Wednesday, June 12, 2013

To the Nightingale


As summer evenings start to wrap around us in dreamy sunsets and quiet buzzing, hear is one of my favorite poems. It is one I always think of when summer roles around, and I always turn to it whenever I need to think of something beautiful. I also love "Ode to a Nightingale" by the beloved Keats, but this is so gorgeous, and Borges is awesome.
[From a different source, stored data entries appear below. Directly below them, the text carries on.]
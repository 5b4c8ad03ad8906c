// Copyright (c) AlphaVelocity.
// All rights reserved.
//
// This source code is licensed under the license found in the
// LICENSE file in the root directory of this source tree.

pub mod analytics;
pub mod auth;
pub mod categories;
pub mod config;
pub mod expenses;
pub mod exporter;
pub mod investments;
pub mod profiles;
pub mod summary;
pub mod sync;

use crate::config::{RemoteConfig, load_session, require_session};
use crate::models::Session;
use crate::remote::SupabaseClient;
use crate::state::AppState;
use crate::store::KvStore;
use anyhow::Result;

/// `--profile` picks a local profile; otherwise a signed-in user gets their
/// own slot and everyone else the last used profile.
pub fn open_state<'s, S: KvStore>(store: &'s S, m: &clap::ArgMatches) -> Result<AppState<'s, S>> {
    let requested = m.get_one::<String>("profile").map(String::as_str);
    if requested.is_none() {
        if let Some(session) = load_session(store)? {
            return Ok(AppState::for_user(store, &session.user_id)?);
        }
    }
    Ok(AppState::open_profile(store, requested)?)
}

pub struct Remote {
    pub client: SupabaseClient,
    pub session: Session,
}

pub fn connect<S: KvStore>(store: &S) -> Result<Remote> {
    let session = require_session(store)?;
    let cfg = RemoteConfig::resolve(store)?;
    let client = SupabaseClient::new(cfg, Some(&session))?;
    Ok(Remote { client, session })
}
// Copyright (c) 2025 Soumyadip Sarkar.
// All rights reserved.
//
// This source code is licensed under the license found in the
// LICENSE file in the root directory of this source tree.

use crate::aggregates::{
    SortOrder, filter_by_period, group_by_date, merchant_suggestions, sort_expenses,
    upi_limit_exceeded, upi_today,
};
use crate::commands::{connect, open_state};
use crate::error::TrackerResult;
use crate::models::{Expense, ExpenseDraft, PaymentMode};
use crate::remote::{ExpenseRepository, SupabaseClient};
use crate::state::{AppState, Slot};
use crate::store::KvStore;
use crate::utils::{fmt_inr, maybe_print_json, parse_decimal, period_from_args, pretty_table};
use anyhow::{Result, anyhow};
use chrono::{Local, TimeZone, Utc};
use serde::Serialize;
use std::fmt::Display;

pub fn handle<S: KvStore>(store: &S, m: &clap::ArgMatches) -> Result<()> {
    let mut state = open_state(store, m)?;
    match m.subcommand() {
        Some(("add", sub)) => add(&mut state, sub)?,
        Some(("list", sub)) => list(&state, sub)?,
        Some(("rm", sub)) => {
            let id = resolve_id(state.expenses(), sub.get_one::<String>("id").unwrap())?;
            let removed = state.delete_expense(&id)?;
            println!(
                "Deleted {} at '{}' ({})",
                fmt_inr(&removed.amount),
                removed.merchant,
                short_id(&removed.id)
            );
            mirror_remote(store, &state, &removed, |c| c.delete_by_id(&removed.id));
        }
        Some(("mode", sub)) => {
            let id = resolve_id(state.expenses(), sub.get_one::<String>("id").unwrap())?;
            let mode = sub
                .get_one::<String>("mode")
                .unwrap()
                .parse::<PaymentMode>()
                .map_err(|e| anyhow!(e))?;
            change_mode(store, &mut state, &id, mode)?;
        }
        Some(("cash", sub)) => {
            let id = resolve_id(state.expenses(), sub.get_one::<String>("id").unwrap())?;
            change_mode(store, &mut state, &id, PaymentMode::Cash)?;
        }
        Some(("merchants", sub)) => {
            let names = merchants(state.expenses(), sub.get_one::<usize>("limit").copied());
            if !maybe_print_json(sub.get_flag("json"), sub.get_flag("jsonl"), &names)? {
                if names.is_empty() {
                    println!("No merchants yet.");
                }
                for name in &names {
                    println!("{}", name);
                }
            }
        }
        Some(("undo", _)) => {
            let removed = state.undo_last()?;
            println!(
                "Undid {} at '{}'",
                fmt_inr(&removed.amount),
                removed.merchant
            );
        }
        _ => {}
    }
    Ok(())
}

pub fn draft_from_args(sub: &clap::ArgMatches) -> Result<ExpenseDraft> {
    let amount = parse_decimal(sub.get_one::<String>("amount").unwrap())?;
    let mode = match sub.get_one::<String>("mode") {
        Some(raw) => Some(raw.parse::<PaymentMode>().map_err(|e| anyhow!(e))?),
        None => None,
    };
    Ok(ExpenseDraft {
        amount,
        mode,
        merchant: sub.get_one::<String>("merchant").cloned(),
        category: sub.get_one::<String>("category").cloned(),
        note: sub.get_one::<String>("note").cloned(),
    })
}

fn add<S: KvStore>(state: &mut AppState<'_, S>, sub: &clap::ArgMatches) -> Result<()> {
    let draft = draft_from_args(sub)?;
    let item = state.add_expense(draft, Utc::now())?;
    println!(
        "Expense added ✓ {} · {} · {} ({}) [{}]",
        fmt_inr(&item.amount),
        item.merchant,
        item.category,
        item.mode,
        short_id(&item.id)
    );
    if item.quick {
        println!("Quick-commerce flagged");
    }
    let upi = upi_today(state.expenses(), &Local::now());
    let limit = state.data().settings.upi_daily_limit;
    if upi_limit_exceeded(upi, limit) {
        println!("⚠ UPI today {}: limit {} exceeded", fmt_inr(&upi), fmt_inr(&limit));
    }
    println!("Run `bareminimum expense undo` to take it back.");
    Ok(())
}

fn change_mode<S: KvStore>(
    store: &S,
    state: &mut AppState<'_, S>,
    id: &str,
    mode: PaymentMode,
) -> Result<()> {
    let updated = state.set_mode(id, mode)?;
    println!(
        "{} at '{}' is now {}",
        fmt_inr(&updated.amount),
        updated.merchant,
        updated.mode
    );
    mirror_remote(store, state, &updated, |c| c.update_mode(&updated.id, mode));
    Ok(())
}

/// Applies a change to the remote copy of a synced record. Failures are
/// logged; the local change stands.
fn mirror_remote<S, F>(store: &S, state: &AppState<'_, S>, e: &Expense, op: F)
where
    S: KvStore,
    F: FnOnce(&SupabaseClient) -> TrackerResult<()>,
{
    if !e.synced || !matches!(state.slot(), Some(Slot::User(_))) {
        return;
    }
    let outcome = connect(store).and_then(|remote| op(&remote.client).map_err(Into::into));
    if let Err(err) = outcome {
        log::warn!("remote update of {} failed: {:#}", e.id, err);
        println!("Remote copy not updated; run `bareminimum sync pull` to see the server state.");
    }
}

/// Distinct merchants, newest record first, for `expense merchants`.
pub fn merchants(expenses: &[Expense], limit: Option<usize>) -> Vec<String> {
    let mut items: Vec<&Expense> = expenses.iter().collect();
    sort_expenses(&mut items, SortOrder::Newest);
    let ordered: Vec<Expense> = items.into_iter().cloned().collect();
    let mut names = merchant_suggestions(&ordered);
    if let Some(n) = limit {
        names.truncate(n);
    }
    names
}

pub fn short_id(id: &str) -> &str {
    id.get(..8).unwrap_or(id)
}

/// Exact id, or a prefix matching exactly one record.
pub fn resolve_id(expenses: &[Expense], needle: &str) -> Result<String> {
    let needle = needle.trim();
    if let Some(e) = expenses.iter().find(|e| e.id == needle) {
        return Ok(e.id.clone());
    }
    let hits: Vec<&Expense> = expenses
        .iter()
        .filter(|e| !needle.is_empty() && e.id.starts_with(needle))
        .collect();
    match hits.as_slice() {
        [one] => Ok(one.id.clone()),
        [] => Err(anyhow!("Expense '{}' not found", needle)),
        _ => Err(anyhow!("Id prefix '{}' is ambiguous ({} matches)", needle, hits.len())),
    }
}

#[derive(Debug, Serialize)]
pub struct ExpenseRow {
    pub id: String,
    pub date: String,
    pub time: String,
    pub amount: String,
    pub mode: String,
    pub merchant: String,
    pub category: String,
    pub note: String,
    pub quick: bool,
    pub synced: bool,
}

/// Filtered, sorted and limited rows for `expense list`, dated in `tz`.
pub fn query_rows<Tz>(expenses: &[Expense], sub: &clap::ArgMatches, tz: &Tz) -> Result<Vec<ExpenseRow>>
where
    Tz: TimeZone,
    Tz::Offset: Display,
{
    let filter = period_from_args(
        sub.get_one::<String>("month").map(String::as_str),
        sub.get_one::<String>("year").map(String::as_str),
    )?;
    let order = match sub.get_one::<String>("sort") {
        Some(s) => s.parse::<SortOrder>().map_err(|e| anyhow!(e))?,
        None => SortOrder::Newest,
    };
    let mut items = filter_by_period(expenses, &filter, tz);
    sort_expenses(&mut items, order);
    if let Some(limit) = sub.get_one::<usize>("limit") {
        items.truncate(*limit);
    }

    let mut rows = Vec::with_capacity(items.len());
    for (date, group) in group_by_date(&items, tz) {
        for e in group {
            let local = e.timestamp.with_timezone(tz);
            rows.push(ExpenseRow {
                id: e.id.clone(),
                date: date.to_string(),
                time: local.format("%H:%M").to_string(),
                amount: e.amount.round_dp(2).to_string(),
                mode: e.mode.to_string(),
                merchant: e.merchant.clone(),
                category: e.category.clone(),
                note: e.note.clone().unwrap_or_default(),
                quick: e.quick,
                synced: e.synced,
            });
        }
    }
    Ok(rows)
}

fn list<S: KvStore>(state: &AppState<'_, S>, sub: &clap::ArgMatches) -> Result<()> {
    let json_flag = sub.get_flag("json");
    let jsonl_flag = sub.get_flag("jsonl");
    let data = query_rows(state.expenses(), sub, &Local)?;
    if maybe_print_json(json_flag, jsonl_flag, &data)? {
        return Ok(());
    }
    if data.is_empty() {
        println!("No expenses for selected filters.");
        return Ok(());
    }
    println!("Expenses ({})", data.len());
    let mut last_date = String::new();
    let rows: Vec<Vec<String>> = data
        .iter()
        .map(|r| {
            let date = if r.date == last_date {
                String::new()
            } else {
                last_date = r.date.clone();
                r.date.clone()
            };
            let mut flags = Vec::new();
            if r.quick {
                flags.push("quick");
            }
            if !r.synced {
                flags.push("local");
            }
            vec![
                date,
                r.time.clone(),
                short_id(&r.id).to_string(),
                r.amount.clone(),
                r.mode.clone(),
                r.merchant.clone(),
                r.category.clone(),
                r.note.clone(),
                flags.join(","),
            ]
        })
        .collect();
    println!(
        "{}",
        pretty_table(
            &["Date", "Time", "ID", "Amount", "Mode", "Merchant", "Category", "Note", "Flags"],
            rows,
        )
    );
    Ok(())
}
Out of what secret English summer evening
or night on the incalculable Rhine,
lost among all the nights of my long night,
could it have come to my unknowing ear,
your song, encrusted with mythology,
nightingale of Virgil and the Persians?
Perhaps I never heard you, but my life
is bound up with your life, inseparably.
They symbol for you was a wandering spirit
in a book of enigmas. The poet, El Marino,
nicknamed you the "siren of the forest";
you sing throughout the night of Juliet
and through the intricate pages of the Latin
and from his pinewoods, Heine, that other
nightingale of Germany and Judea,
called you mockingbird, firebird, bird of mourning,
Keats hear your song for everyone, forever.
There is not one among the simmering names
people have given you across the earth
that does not seek to match your own music,
nightingale of the dark. The Muslim dreamed you
in the delirium of ecstasy,
his breast pierced by the thorn of the sung rose
you redden with your blood. Assiduously
in the black evening I contrive this poem,
nightingale of the sands and all the seas,
that in exultation, memory, and fable,
you burn with love and die in liquid song.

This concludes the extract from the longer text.